Much of that job growth is already coming in the clean energy sector. China is the world’s undisputed leader in green jobs, driven by unprecedented growth in the solar and wind industries: 3.5 million people now work in the renewable energy sector in China, while 769,000 work in the renewables sector in the United States. The Worldwatch Institute estimates that China’s energy, transportation and forestry sectors could provide at least 4.5 million green jobs in 2020. China’s leadership in renewable energy technology, revenue, and jobs will only accelerate if the U.S. were to pull back on its climate commitments. In fact, at least one commentator has called Trump’s climate denial “a gift to China’s green industry.”

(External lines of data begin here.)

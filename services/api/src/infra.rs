use loan_risk::scoring::{ModelRegistry, TrainingParams};
use loan_risk::workflows::loans::{LoanApplication, LoanId, LoanRepository, LoanStatus, RepositoryError};
use metrics_exporter_prometheus::PrometheusHandle;
use std::collections::HashMap;
use std::path::PathBuf;
use std::sync::atomic::AtomicBool;
use std::sync::{Arc, Mutex, MutexGuard};

#[derive(Clone)]
pub(crate) struct AppState {
    pub(crate) readiness: Arc<AtomicBool>,
    pub(crate) metrics: Arc<PrometheusHandle>,
    pub(crate) registry: Arc<ModelRegistry>,
    pub(crate) training: Arc<TrainingSource>,
}

/// Where retraining reads its history from.
#[derive(Debug, Clone)]
pub(crate) struct TrainingSource {
    pub(crate) path: PathBuf,
    pub(crate) params: TrainingParams,
}

#[derive(Default, Clone)]
pub(crate) struct InMemoryLoanRepository {
    records: Arc<Mutex<HashMap<LoanId, LoanApplication>>>,
}

impl InMemoryLoanRepository {
    fn records(&self) -> Result<MutexGuard<'_, HashMap<LoanId, LoanApplication>>, RepositoryError> {
        self.records
            .lock()
            .map_err(|_| RepositoryError::Unavailable("repository mutex poisoned".to_string()))
    }
}

impl LoanRepository for InMemoryLoanRepository {
    fn insert(&self, loan: LoanApplication) -> Result<LoanApplication, RepositoryError> {
        let mut guard = self.records()?;
        if guard.contains_key(&loan.loan_id) {
            return Err(RepositoryError::Conflict);
        }
        guard.insert(loan.loan_id.clone(), loan.clone());
        Ok(loan)
    }

    fn update_if(
        &self,
        expected: LoanStatus,
        loan: LoanApplication,
    ) -> Result<(), RepositoryError> {
        let mut guard = self.records()?;
        let current = guard
            .get(&loan.loan_id)
            .map(|stored| stored.status)
            .ok_or(RepositoryError::NotFound)?;
        if current != expected {
            return Err(RepositoryError::StatusChanged { current });
        }
        guard.insert(loan.loan_id.clone(), loan);
        Ok(())
    }

    fn fetch(&self, id: &LoanId) -> Result<Option<LoanApplication>, RepositoryError> {
        Ok(self.records()?.get(id).cloned())
    }

    fn list(&self) -> Result<Vec<LoanApplication>, RepositoryError> {
        Ok(self.records()?.values().cloned().collect())
    }

    fn pending(&self, limit: usize) -> Result<Vec<LoanApplication>, RepositoryError> {
        let guard = self.records()?;
        let mut pending: Vec<LoanApplication> = guard
            .values()
            .filter(|loan| loan.status == LoanStatus::Pending)
            .cloned()
            .collect();
        pending.sort_by(|a, b| b.submitted_at.cmp(&a.submitted_at));
        pending.truncate(limit);
        Ok(pending)
    }
}
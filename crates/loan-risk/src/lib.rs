//! Loan default risk scoring.
//!
//! The [`scoring`] module holds the engine: applicant validation, feature encoding, the boosted
//! default-probability model, and the weighted risk composer. [`workflows::loans`] layers the
//! case-management flow (pending/approved/rejected loans) and its HTTP router on top.

pub mod config;
pub mod error;
pub mod scoring;
pub mod telemetry;
pub mod workflows;
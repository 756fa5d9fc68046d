//! Probability-only display rating shown to loan officers.
//!
//! This is a separate policy from the underwriting bands in [`super::composer`]: it looks at
//! the model probability alone and buckets it five ways. The two are not interchangeable.

use serde::{Deserialize, Serialize};

#[derive(Debug, Clone, Copy, PartialEq, Eq, Serialize, Deserialize)]
pub enum RiskCategory {
    VeryLow,
    Low,
    Moderate,
    High,
    VeryHigh,
}

impl RiskCategory {
    pub const fn label(self) -> &'static str {
        match self {
            RiskCategory::VeryLow => "Very Low Risk",
            RiskCategory::Low => "Low Risk",
            RiskCategory::Moderate => "Moderate Risk",
            RiskCategory::High => "High Risk",
            RiskCategory::VeryHigh => "Very High Risk",
        }
    }
}

#[derive(Debug, Clone, Copy, PartialEq, Eq, Serialize, Deserialize)]
#[serde(rename_all = "camelCase")]
pub struct RiskRating {
    /// `floor(probability * 100)`.
    pub rating: u8,
    pub category: RiskCategory,
}

#[derive(Debug, Clone, PartialEq)]
pub struct RiskRatingPolicy {
    cut_points: [u8; 4],
}

impl Default for RiskRatingPolicy {
    fn default() -> Self {
        Self {
            cut_points: [20, 40, 60, 80],
        }
    }
}

impl RiskRatingPolicy {
    pub fn rate(&self, probability: f64) -> RiskRating {
        let rating = (probability.clamp(0.0, 1.0) * 100.0).floor() as u8;
        let [very_low, low, moderate, high] = self.cut_points;

        let category = if rating < very_low {
            RiskCategory::VeryLow
        } else if rating < low {
            RiskCategory::Low
        } else if rating < moderate {
            RiskCategory::Moderate
        } else if rating < high {
            RiskCategory::High
        } else {
            RiskCategory::VeryHigh
        };

        RiskRating { rating, category }
    }
}

#[cfg(test)]
mod tests {
    use super::*;

    #[test]
    fn buckets_probability_five_ways() {
        let policy = RiskRatingPolicy::default();
        let cases = [
            (0.0, 0, RiskCategory::VeryLow),
            (0.199, 19, RiskCategory::VeryLow),
            (0.2, 20, RiskCategory::Low),
            (0.45, 45, RiskCategory::Moderate),
            (0.61, 61, RiskCategory::High),
            (0.8, 80, RiskCategory::VeryHigh),
            (1.0, 100, RiskCategory::VeryHigh),
        ];

        for (probability, rating, category) in cases {
            assert_eq!(
                policy.rate(probability),
                RiskRating { rating, category },
                "probability {probability}"
            );
        }
    }

    #[test]
    fn labels_match_officer_dashboard() {
        assert_eq!(RiskCategory::Moderate.label(), "Moderate Risk");
        assert_eq!(RiskCategory::VeryHigh.label(), "Very High Risk");
    }
}
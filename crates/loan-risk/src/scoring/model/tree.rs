use super::BoostingParams;

#[derive(Debug, Clone, PartialEq)]
enum TreeNode {
    Split {
        feature: usize,
        threshold: f64,
        left: usize,
        right: usize,
    },
    Leaf {
        value: f64,
    },
}

/// One boosting round: a regression tree over encoded features whose leaves hold
/// already-shrunk margin contributions.
#[derive(Debug, Clone, PartialEq)]
pub(crate) struct RegressionTree {
    nodes: Vec<TreeNode>,
}

impl RegressionTree {
    /// Grow a tree against the current gradients and hessians. Split gains are added to
    /// `feature_gain` per feature.
    pub(crate) fn grow(
        rows: &[&[f64]],
        gradients: &[f64],
        hessians: &[f64],
        params: &BoostingParams,
        feature_gain: &mut [f64],
    ) -> Self {
        let mut builder = TreeBuilder {
            rows,
            gradients,
            hessians,
            params,
            feature_gain,
            nodes: Vec::new(),
        };
        builder.build((0..rows.len()).collect(), 0);
        Self {
            nodes: builder.nodes,
        }
    }

    pub(crate) fn predict(&self, row: &[f64]) -> f64 {
        let mut index = 0;
        loop {
            match &self.nodes[index] {
                TreeNode::Leaf { value } => return *value,
                TreeNode::Split {
                    feature,
                    threshold,
                    left,
                    right,
                } => {
                    index = if row[*feature] < *threshold {
                        *left
                    } else {
                        *right
                    };
                }
            }
        }
    }

    #[cfg(test)]
    pub(crate) fn leaf_count(&self) -> usize {
        self.nodes
            .iter()
            .filter(|node| matches!(node, TreeNode::Leaf { .. }))
            .count()
    }
}

struct CandidateSplit {
    feature: usize,
    threshold: f64,
    gain: f64,
}

struct TreeBuilder<'a> {
    rows: &'a [&'a [f64]],
    gradients: &'a [f64],
    hessians: &'a [f64],
    params: &'a BoostingParams,
    feature_gain: &'a mut [f64],
    nodes: Vec<TreeNode>,
}

impl TreeBuilder<'_> {
    fn build(&mut self, indices: Vec<usize>, depth: usize) -> usize {
        let gradient: f64 = indices.iter().map(|&i| self.gradients[i]).sum();
        let hessian: f64 = indices.iter().map(|&i| self.hessians[i]).sum();

        if depth < self.params.max_depth {
            if let Some(split) = self.best_split(&indices, gradient, hessian) {
                let (left, right): (Vec<usize>, Vec<usize>) = indices
                    .iter()
                    .partition(|&&i| self.rows[i][split.feature] < split.threshold);
                self.feature_gain[split.feature] += split.gain;

                let node = self.nodes.len();
                self.nodes.push(TreeNode::Leaf { value: 0.0 });
                let left = self.build(left, depth + 1);
                let right = self.build(right, depth + 1);
                self.nodes[node] = TreeNode::Split {
                    feature: split.feature,
                    threshold: split.threshold,
                    left,
                    right,
                };
                return node;
            }
        }

        let weight = -gradient / (hessian + self.params.lambda);
        self.nodes.push(TreeNode::Leaf {
            value: weight * self.params.learning_rate,
        });
        self.nodes.len() - 1
    }

    fn score(&self, gradient: f64, hessian: f64) -> f64 {
        gradient * gradient / (hessian + self.params.lambda)
    }

    /// Exact greedy search over every feature and every boundary between distinct values.
    fn best_split(&self, indices: &[usize], gradient: f64, hessian: f64) -> Option<CandidateSplit> {
        let parent_score = self.score(gradient, hessian);
        let width = indices
            .first()
            .map(|&i| self.rows[i].len())
            .unwrap_or_default();
        let mut best: Option<CandidateSplit> = None;
        let mut sorted = indices.to_vec();

        for feature in 0..width {
            sorted.sort_by(|&a, &b| self.rows[a][feature].total_cmp(&self.rows[b][feature]));

            let mut left_gradient = 0.0;
            let mut left_hessian = 0.0;
            for window in 0..sorted.len().saturating_sub(1) {
                let current = sorted[window];
                left_gradient += self.gradients[current];
                left_hessian += self.hessians[current];

                let value = self.rows[current][feature];
                let next_value = self.rows[sorted[window + 1]][feature];
                if value >= next_value {
                    continue;
                }

                let right_gradient = gradient - left_gradient;
                let right_hessian = hessian - left_hessian;
                if left_hessian < self.params.min_child_weight
                    || right_hessian < self.params.min_child_weight
                {
                    continue;
                }

                let gain = 0.5
                    * (self.score(left_gradient, left_hessian)
                        + self.score(right_gradient, right_hessian)
                        - parent_score)
                    - self.params.gamma;
                if gain <= 0.0 || best.as_ref().is_some_and(|split| gain <= split.gain) {
                    continue;
                }

                let midpoint = value + (next_value - value) / 2.0;
                best = Some(CandidateSplit {
                    feature,
                    threshold: if midpoint > value { midpoint } else { next_value },
                    gain,
                });
            }
        }

        best
    }
}
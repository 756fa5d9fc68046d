use crate::config::ConfigError;
use crate::scoring::{AssessmentError, TrainingError};
use crate::telemetry::TelemetryError;
use axum::http::StatusCode;
use axum::response::{IntoResponse, Response};
use axum::Json;
use serde_json::json;
use std::fmt;

#[derive(Debug)]
pub enum AppError {
    Config(ConfigError),
    Telemetry(TelemetryError),
    Io(std::io::Error),
    Server(axum::Error),
    Training(TrainingError),
    Assessment(AssessmentError),
}

impl fmt::Display for AppError {
    fn fmt(&self, f: &mut fmt::Formatter<'_>) -> fmt::Result {
        match self {
            AppError::Config(err) => write!(f, "configuration error: {}", err),
            AppError::Telemetry(err) => write!(f, "telemetry error: {}", err),
            AppError::Io(err) => write!(f, "io error: {}", err),
            AppError::Server(err) => write!(f, "server error: {}", err),
            AppError::Training(err) => write!(f, "training error: {}", err),
            AppError::Assessment(err) => write!(f, "assessment error: {}", err),
        }
    }
}

impl std::error::Error for AppError {
    fn source(&self) -> Option<&(dyn std::error::Error + 'static)> {
        match self {
            AppError::Config(err) => Some(err),
            AppError::Telemetry(err) => Some(err),
            AppError::Io(err) => Some(err),
            AppError::Server(err) => Some(err),
            AppError::Training(err) => Some(err),
            AppError::Assessment(err) => Some(err),
        }
    }
}

impl IntoResponse for AppError {
    fn into_response(self) -> Response {
        let status = match self {
            AppError::Assessment(_) => StatusCode::UNPROCESSABLE_ENTITY,
            AppError::Training(TrainingError::InProgress) => StatusCode::CONFLICT,
            AppError::Config(_)
            | AppError::Telemetry(_)
            | AppError::Io(_)
            | AppError::Server(_)
            | AppError::Training(_) => StatusCode::INTERNAL_SERVER_ERROR,
        };

        let body = Json(json!({ "error": self.to_string() }));
        (status, body).into_response()
    }
}

impl From<ConfigError> for AppError {
    fn from(value: ConfigError) -> Self {
        Self::Config(value)
    }
}

impl From<TelemetryError> for AppError {
    fn from(value: TelemetryError) -> Self {
        Self::Telemetry(value)
    }
}

impl From<std::io::Error> for AppError {
    fn from(value: std::io::Error) -> Self {
        Self::Io(value)
    }
}

impl From<axum::Error> for AppError {
    fn from(value: axum::Error) -> Self {
        Self::Server(value)
    }
}

impl From<TrainingError> for AppError {
    fn from(value: TrainingError) -> Self {
        Self::Training(value)
    }
}

impl From<AssessmentError> for AppError {
    fn from(value: AssessmentError) -> Self {
        Self::Assessment(value)
    }
}

#[cfg(test)]
mod tests {
    use super::*;
    use crate::scoring::ApplicantField;

    #[test]
    fn maps_errors_to_status_codes() {
        let cases = [
            (
                AppError::from(AssessmentError::MissingField(ApplicantField::Income)),
                StatusCode::UNPROCESSABLE_ENTITY,
            ),
            (
                AppError::from(TrainingError::InProgress),
                StatusCode::CONFLICT,
            ),
            (
                AppError::from(TrainingError::SingleClass),
                StatusCode::INTERNAL_SERVER_ERROR,
            ),
            (
                AppError::from(ConfigError::InvalidPort),
                StatusCode::INTERNAL_SERVER_ERROR,
            ),
        ];

        for (error, status) in cases {
            assert_eq!(error.into_response().status(), status);
        }
    }

    #[test]
    fn display_names_the_layer() {
        let error = AppError::from(AssessmentError::MissingField(ApplicantField::CreditScore));
        assert_eq!(
            error.to_string(),
            "assessment error: missing required field `creditScore`"
        );
    }
}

That’s not the only gift that Trump would give to China if he abandons the Paris Agreement. Relinquishing America’s international leadership role on climate change would open the door for China to become the world’s de facto climate leader, diminishing U.S. influence and enhancing China’s across multiple issues. As Zou Ji, deputy director of the National Centre for Climate Change Strategy and a senior Chinese climate negotiator, told Reuters:
If Trump abandons efforts to implement the Paris agreement, "China's influence and voice are likely to increase in global climate governance, which will then spill over into other areas of global governance and increase China's global standing, power and leadership.”
Trump’s actions could also lead China and the European Union to respond with climate-focused trade measures, such as imposing a carbon price on imports of high-carbon products, i.e., a carbon tariff border adjustment, from the U.S. and others.
China’s chief climate negotiator, Xie Zhenhua, told Reuters that causing the U.S. to leave the Paris Agreement or fail to live up to its commitments would be a mistake for Donald Trump:
I believe a wise political leader should take policy stances that conform with global trends [towards balancing economic protection and environmental growth]… If they resist this trend, I don't think they'll win the support of their people, and their country's economic and social progress will also be affected.
The Paris Agreement will survive Donald Trump. But withdrawing the U.S. from this critically needed international agreement—a difficult and lengthy process in any case—would turn America into an international climate pariah, weaken our economy, adversely affect the health and livelihoods of millions of Americans, and jeopardize the future of our planet.
If Donald Trump truly wants to make America great again, he will embrace a low-carbon future based on 21st century low carbon clean technology and innovations. To do otherwise would be to turn his back on our children and future generations. We cannot afford to let that happen.
This blog was coauthored with NRDC China Climate and Energy Policy Director Alvin Lin.